Emiria was struggling to assimilate what had happened. Less than two minutes before, no more than that, the coach of SSU’s women’s soccer team had watched as Courtney received a ball at her chest, let it drop and kicked it skillfully into the net. It was Sept. 1 and the team was in Arcata, at a tournament at Humboldt State. It was a Friday practice between games. The team had just done a jog and a little stretching. The moment was as nondescript, maybe even forgettable, as a light, casual workout can be.
“Keep playing like that,” Salzmann-Dunn told Courtney after the goal. Courtney ran past her coach. Emiria stood facing the net. The coach had no reason to look back. The ball Courtney took to her chest came to her softly as if it was lobbed from five feet. As benign as having her stop a pillow with her chest.
“Emiria! Emiria! Emiria! Look at Courtney!” The coach rotated sharply and saw something that will stay with her for the rest of her days. Courtney was face down. Her arms behind her. Her nose, her entire face even, was pressed into the turf, not above it. As if pushed. By the heavy hand of gravity.
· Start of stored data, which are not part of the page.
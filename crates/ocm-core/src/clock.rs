use chrono::Utc;
use std::sync::atomic::{AtomicI64, Ordering};
use std::sync::Arc;

pub trait Clock: Send + Sync {
    /// Milliseconds since the Unix epoch.
    fn now_ms(&self) -> i64;
}

#[derive(Debug, Clone, Copy, Default)]
pub struct SystemClock;

impl Clock for SystemClock {
    fn now_ms(&self) -> i64 {
        Utc::now().timestamp_millis()
    }
}

/// Hand-driven clock for deterministic tests and replays.
#[derive(Debug, Clone, Default)]
pub struct ManualClock {
    now_ms: Arc<AtomicI64>,
}

impl ManualClock {
    pub fn new(now_ms: i64) -> Self {
        Self {
            now_ms: Arc::new(AtomicI64::new(now_ms)),
        }
    }

    pub fn set(&self, now_ms: i64) {
        self.now_ms.store(now_ms, Ordering::SeqCst);
    }

    pub fn advance(&self, delta_ms: i64) {
        self.now_ms.fetch_add(delta_ms, Ordering::SeqCst);
    }
}

impl Clock for ManualClock {
    fn now_ms(&self) -> i64 {
        self.now_ms.load(Ordering::SeqCst)
    }
}
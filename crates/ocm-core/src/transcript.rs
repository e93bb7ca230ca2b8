use crate::model::SessionRecord;
use chrono::DateTime;
use serde_json::Value;
use std::fs::File;
use std::io::{self, Read, Seek, SeekFrom};
use std::path::{Path, PathBuf};
use tracing::{debug, warn};

pub const DEFAULT_TRANSCRIPT_LIMIT: usize = 20;
/// Files at or below this size are parsed front to back in one read.
pub const FULL_SCAN_MAX_BYTES: u64 = 64 * 1024;
/// Backward read granularity for larger files.
pub const TAIL_CHUNK_BYTES: u64 = 16 * 1024;
pub const TEXT_PREVIEW_CHARS: usize = 200;
pub const TOOL_RESULT_PREVIEW_CHARS: usize = 80;

#[derive(Debug, Clone, PartialEq, Eq)]
pub enum TranscriptRole {
    User,
    Assistant,
    Tool,
    Other(String),
}

impl TranscriptRole {
    pub fn from_wire(raw: &str) -> Self {
        match raw {
            "user" => TranscriptRole::User,
            "assistant" => TranscriptRole::Assistant,
            "tool" | "toolResult" => TranscriptRole::Tool,
            other => TranscriptRole::Other(other.to_string()),
        }
    }

    pub fn as_str(&self) -> &str {
        match self {
            TranscriptRole::User => "user",
            TranscriptRole::Assistant => "assistant",
            TranscriptRole::Tool => "tool",
            TranscriptRole::Other(raw) => raw,
        }
    }
}

#[derive(Debug, Clone, PartialEq, Eq)]
pub struct TranscriptMessage {
    /// ISO-8601 as written in the log.
    pub timestamp: String,
    pub role: TranscriptRole,
    pub content: String,
}

impl TranscriptMessage {
    /// `HH:MM` in the timestamp's own offset, `??:??` when unreadable.
    pub fn clock_label(&self) -> String {
        let raw = self.timestamp.trim();
        if let Ok(parsed) = DateTime::parse_from_rfc3339(raw) {
            return parsed.format("%H:%M").to_string();
        }
        let time_part = raw
            .split_once('T')
            .or_else(|| raw.split_once(' '))
            .map(|(_, rest)| rest);
        match time_part {
            Some(rest) if rest.len() >= 5 && rest.is_char_boundary(5) => rest[..5].to_string(),
            _ => "??:??".to_string(),
        }
    }
}

/// What the transcript panel shows for a selection.
#[derive(Debug, Clone, PartialEq, Eq)]
pub enum TranscriptView {
    Empty,
    Messages(Vec<TranscriptMessage>),
}

impl From<Vec<TranscriptMessage>> for TranscriptView {
    fn from(messages: Vec<TranscriptMessage>) -> Self {
        if messages.is_empty() {
            TranscriptView::Empty
        } else {
            TranscriptView::Messages(messages)
        }
    }
}

/// Per-session JSONL logs under `<root>/agents/<agent>/sessions/<id>.jsonl`.
#[derive(Debug, Clone)]
pub struct TranscriptStore {
    root: PathBuf,
}

impl TranscriptStore {
    pub fn new(root: impl Into<PathBuf>) -> Self {
        Self { root: root.into() }
    }

    pub fn session_path(&self, agent_id: &str, session_id: &str) -> Option<PathBuf> {
        if !is_safe_component(agent_id) || !is_safe_component(session_id) {
            return None;
        }
        Some(
            self.root
                .join("agents")
                .join(agent_id)
                .join("sessions")
                .join(format!("{session_id}.jsonl")),
        )
    }

    /// Last `limit` messages for a session, oldest first. Missing or
    /// unreadable logs yield an empty list.
    pub fn read_transcript(
        &self,
        session_id: &str,
        agent_id: &str,
        limit: usize,
    ) -> Vec<TranscriptMessage> {
        match self.session_path(agent_id, session_id) {
            Some(path) => read_transcript_at(&path, limit),
            None => {
                warn!("transcript_path_rejected: agent={agent_id:?} session={session_id:?}");
                Vec::new()
            }
        }
    }

    /// Prefer the gateway-reported transcript path, fall back to the derived one.
    pub fn transcript_for(&self, record: &SessionRecord, limit: usize) -> Vec<TranscriptMessage> {
        if let Some(path) = record
            .transcript_path
            .as_deref()
            .map(str::trim)
            .filter(|path| !path.is_empty())
        {
            return read_transcript_at(Path::new(path), limit);
        }
        if record.session_id.trim().is_empty() {
            debug!("transcript_unavailable: key={} has no session id", record.key);
            return Vec::new();
        }
        self.read_transcript(&record.session_id, record.agent_id(), limit)
    }
}

fn is_safe_component(value: &str) -> bool {
    !value.is_empty() && value != "." && value != ".." && !value.contains(['/', '\\'])
}

pub fn read_transcript_at(path: &Path, limit: usize) -> Vec<TranscriptMessage> {
    match tail_messages(path, limit) {
        Ok(messages) => messages,
        Err(err) if err.kind() == io::ErrorKind::NotFound => {
            debug!("transcript_missing: {}", path.display());
            Vec::new()
        }
        Err(err) => {
            warn!("transcript_read_error: {}: {err}", path.display());
            Vec::new()
        }
    }
}

fn tail_messages(path: &Path, limit: usize) -> io::Result<Vec<TranscriptMessage>> {
    if limit == 0 {
        return Ok(Vec::new());
    }
    let mut file = File::open(path)?;
    let size = file.metadata()?.len();
    if size <= FULL_SCAN_MAX_BYTES {
        let mut bytes = Vec::with_capacity(size as usize);
        file.read_to_end(&mut bytes)?;
        return Ok(scan_forward(&bytes, limit));
    }
    scan_backward(&mut file, size, limit, TAIL_CHUNK_BYTES)
}

fn scan_forward(bytes: &[u8], limit: usize) -> Vec<TranscriptMessage> {
    let mut messages: Vec<TranscriptMessage> = bytes
        .split(|byte| *byte == b'\n')
        .filter_map(parse_line)
        .collect();
    let skip = messages.len().saturating_sub(limit);
    messages.drain(..skip);
    messages
}

/// Walk `reader` from `size` toward the start in `chunk_bytes` steps. The
/// bytes before the first newline of a chunk may belong to a line that
/// started in an earlier chunk, so they are carried into the next step.
fn scan_backward<R: Read + Seek>(
    reader: &mut R,
    size: u64,
    limit: usize,
    chunk_bytes: u64,
) -> io::Result<Vec<TranscriptMessage>> {
    let chunk_bytes = chunk_bytes.max(1);
    let mut collected = Vec::with_capacity(limit);
    let mut carry: Vec<u8> = Vec::new();
    let mut pos = size;

    while pos > 0 && collected.len() < limit {
        let start = pos.saturating_sub(chunk_bytes);
        reader.seek(SeekFrom::Start(start))?;
        let mut buf = vec![0u8; (pos - start) as usize];
        reader.read_exact(&mut buf)?;
        buf.extend_from_slice(&carry);
        pos = start;

        let complete_from = if pos == 0 {
            0
        } else {
            match buf.iter().position(|byte| *byte == b'\n') {
                Some(index) => index + 1,
                None => {
                    carry = buf;
                    continue;
                }
            }
        };

        for line in buf[complete_from..].rsplit(|byte| *byte == b'\n') {
            if let Some(message) = parse_line(line) {
                collected.push(message);
                if collected.len() == limit {
                    break;
                }
            }
        }

        carry = if complete_from == 0 {
            Vec::new()
        } else {
            buf[..complete_from - 1].to_vec()
        };
    }

    collected.reverse();
    Ok(collected)
}

fn parse_line(line: &[u8]) -> Option<TranscriptMessage> {
    let text = String::from_utf8_lossy(line);
    let text = text.trim();
    if text.is_empty() {
        return None;
    }
    let record: Value = match serde_json::from_str(text) {
        Ok(value) => value,
        Err(err) => {
            debug!("transcript_line_malformed: {err}");
            return None;
        }
    };
    message_from_record(&record)
}

/// Turn one log record into a display message. Non-message records yield `None`.
pub fn message_from_record(record: &Value) -> Option<TranscriptMessage> {
    let object = record.as_object()?;
    if object.get("type").and_then(Value::as_str) != Some("message") {
        return None;
    }
    let Some(message) = object.get("message").and_then(Value::as_object) else {
        debug!("transcript_record_without_message");
        return None;
    };

    let role = TranscriptRole::from_wire(
        message
            .get("role")
            .and_then(Value::as_str)
            .unwrap_or_default(),
    );
    let timestamp = object
        .get("timestamp")
        .and_then(Value::as_str)
        .unwrap_or_default()
        .to_string();
    let content = extract_content(message.get("content").unwrap_or(&Value::Null));

    Some(TranscriptMessage {
        timestamp,
        role,
        content,
    })
}

fn extract_content(content: &Value) -> String {
    match content {
        Value::String(text) => truncate_chars(text, TEXT_PREVIEW_CHARS),
        Value::Array(blocks) => blocks
            .iter()
            .filter_map(Value::as_object)
            .find_map(|block| match block.get("type").and_then(Value::as_str) {
                Some("text") => Some(truncate_chars(
                    block.get("text").and_then(Value::as_str).unwrap_or_default(),
                    TEXT_PREVIEW_CHARS,
                )),
                Some("toolCall") => {
                    let name = ["name", "tool"]
                        .iter()
                        .filter_map(|field| block.get(*field).and_then(Value::as_str))
                        .find(|name| !name.is_empty())
                        .unwrap_or("unknown");
                    Some(format!("[tool: {name}]"))
                }
                Some("toolResult") => Some(tool_result_preview(
                    block.get("content").unwrap_or(&Value::Null),
                )),
                _ => None,
            })
            .unwrap_or_default(),
        Value::Null => String::new(),
        other => truncate_chars(&other.to_string(), TEXT_PREVIEW_CHARS),
    }
}

fn tool_result_preview(result: &Value) -> String {
    match result {
        Value::String(text) => truncate_chars(text, TOOL_RESULT_PREVIEW_CHARS),
        Value::Array(items) => items
            .iter()
            .filter_map(Value::as_object)
            .find(|item| item.get("type").and_then(Value::as_str) == Some("text"))
            .map(|item| {
                truncate_chars(
                    item.get("text").and_then(Value::as_str).unwrap_or_default(),
                    TOOL_RESULT_PREVIEW_CHARS,
                )
            })
            .unwrap_or_default(),
        Value::Null => String::new(),
        other => truncate_chars(&other.to_string(), TOOL_RESULT_PREVIEW_CHARS),
    }
}

fn truncate_chars(text: &str, max: usize) -> String {
    text.chars().take(max).collect()
}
“I didn’t know what I was seeing,” Emiria said. “When I blew into her face, it felt like I was blowing into the face of a statue.”
Mark Dunn was summoned. Mark is Emiria’s husband and the goalkeeper coach for SSU. He is also the captain of the Rincon Valley Fire District, a firefighter for 26 years. He estimates he’s performed CPR 200 times. He also estimates, rather quietly, that he’s had a successful result “maybe 20 times. No more than that.”
After Courtney was rolled onto her back, after Emiria failed in making her respond, after Emiria found a faint and sporadic pulse Mark and Emiria began CPR. Assistant coach Margi Osmundson called 911 on her cell and then ran to a nearby campus security phone to alert police and fire.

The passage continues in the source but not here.